Enhancing CMS Oversight

  • Public information: Generally, providers receive much of their data on the Program from organizations like the American Hospital Association, which releases a quarterly RACTrac Report that outlines surveys conducted by the AHA regarding the Program. In response to providers’ concerns about public disclosure of information on the Program, CMS plans to publicly report additional data about the Program for providers—particularly regarding appeals, quality assurance activities, and timeliness standards.
  • Overemphasis on inpatient hospital claims: CMS notes that it will require the RACs to broaden their review topics and to review “certain topics based on referral, such as an OIG Report.” CMS did not elaborate on which topics will be included in the referral categories.
  • Penalties for high overturn rates: Previously, CMS did not penalize the RACs for high appeal overturn rates. Now, each RAC must maintain an overturn rate of less than 10% at the first level of appeal, excluding claims denied due to no or insufficient documentation or claims corrected during the appeal process. If the RAC’s overturn rate exceeds 10%, CMS will place the RAC on a corrective action plan that could include (i) decreasing the RAC’s ADR limits, or (ii) ceasing certain review types until the problem is corrected.
  • Accuracy of automated reviews: The RACs will be required to maintain an accuracy rate of at least 95% on all automated reviews.

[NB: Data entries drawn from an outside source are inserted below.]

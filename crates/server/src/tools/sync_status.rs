//! sync_status tool implementation.
//!
//! Reports availability, the last status signal, snapshot size and per-family
//! cache entry counts.

use super::json_result;
use chrono::{DateTime, Utc};
use folio_client::ContentSync;
use folio_core::{AvailabilityRecord, CacheFamily, StatusSignal};
use rmcp::{ErrorData as McpError, model::CallToolResult};
use schemars::JsonSchema;
use serde::{Deserialize, Serialize};
use std::collections::BTreeMap;

/// Output structure for sync_status tool.
#[derive(Debug, Clone, Serialize, Deserialize, JsonSchema)]
pub struct SyncStatusOutput {
    /// Last availability probe, if still fresh.
    pub availability: Option<AvailabilityRecord>,
    /// Most recent fetch outcome.
    pub last_signal: Option<StatusSignal>,
    pub snapshot_records: usize,
    pub snapshot_updated_at: Option<DateTime<Utc>>,
    /// Configured source bases, in priority order.
    pub sources: Vec<String>,
    pub mirror: Option<String>,
    /// Stored entries per cache family, expired ones included.
    pub cache_entries: BTreeMap<String, u64>,
}

pub async fn status_impl(sync: &ContentSync) -> Result<CallToolResult, McpError> {
    let status = sync.status().await;

    let mut cache_entries = BTreeMap::new();
    for family in CacheFamily::ALL {
        cache_entries.insert(family.as_str().to_string(), sync.store().count_family(family).await?);
    }

    let output = SyncStatusOutput {
        availability: status.availability,
        last_signal: status.last_signal,
        snapshot_records: status.snapshot_records,
        snapshot_updated_at: status.snapshot_updated_at,
        sources: status.sources,
        mirror: status.mirror,
        cache_entries,
    };
    json_result(&output)
}

#[cfg(test)]
mod tests {
    use super::*;
    use crate::tools::testing::{offline_sync, parse_output, record};
    use folio_client::PageQuery;
    use folio_client::sync::snapshot;
    use folio_core::StatusLevel;

    #[tokio::test]
    async fn test_status_after_degraded_fetch() {
        let sync = offline_sync().await;
        snapshot::merge(sync.store(), vec![record(1, "a"), record(2, "b")], None).await;
        sync.fetch_page(&PageQuery::new(1, 10)).await;

        let output: SyncStatusOutput = parse_output(&status_impl(&sync).await.unwrap());

        assert_eq!(output.snapshot_records, 2);
        assert!(output.snapshot_updated_at.is_some());
        let signal = output.last_signal.expect("signal written");
        assert_eq!(signal.status, StatusLevel::Warning);
        assert_eq!(signal.kind, "snapshot_fallback");
        assert_eq!(output.cache_entries.get("local_sync"), Some(&1));
        assert_eq!(output.cache_entries.get("status"), Some(&1));
        assert_eq!(output.cache_entries.len(), CacheFamily::ALL.len());
        assert!(output.sources.is_empty());
    }

    #[tokio::test]
    async fn test_status_fresh_install() {
        let sync = offline_sync().await;
        let output: SyncStatusOutput = parse_output(&status_impl(&sync).await.unwrap());
        assert!(output.availability.is_none());
        assert!(output.last_signal.is_none());
        assert_eq!(output.snapshot_records, 0);
        assert!(output.cache_entries.values().all(|&n| n == 0));
    }
}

Failure to do so will result in a progressive reduction in ADR limits.

           

Increasing Program Transparency

  • Contact information: In response to providers’ concerns regarding the RACs’ inability to resolve issues raised by the Provider during the review process, CMS has established a Provider Relations Coordinator who is tasked with more efficiently resolving issues raised by providers regarding the Program. The Provider Relations Coordinator is Latesha Walker, who may be contacted at RAC@cms.hhs.gov (for Recovery Auditor review process concerns and suggestions) or MedicareMedicalReview@cms.hhs.gov (for MAC review process concerns and suggestions).
  • New issue postings: CMS will require the RACs to post new issues to their websites more consistently and in more detail.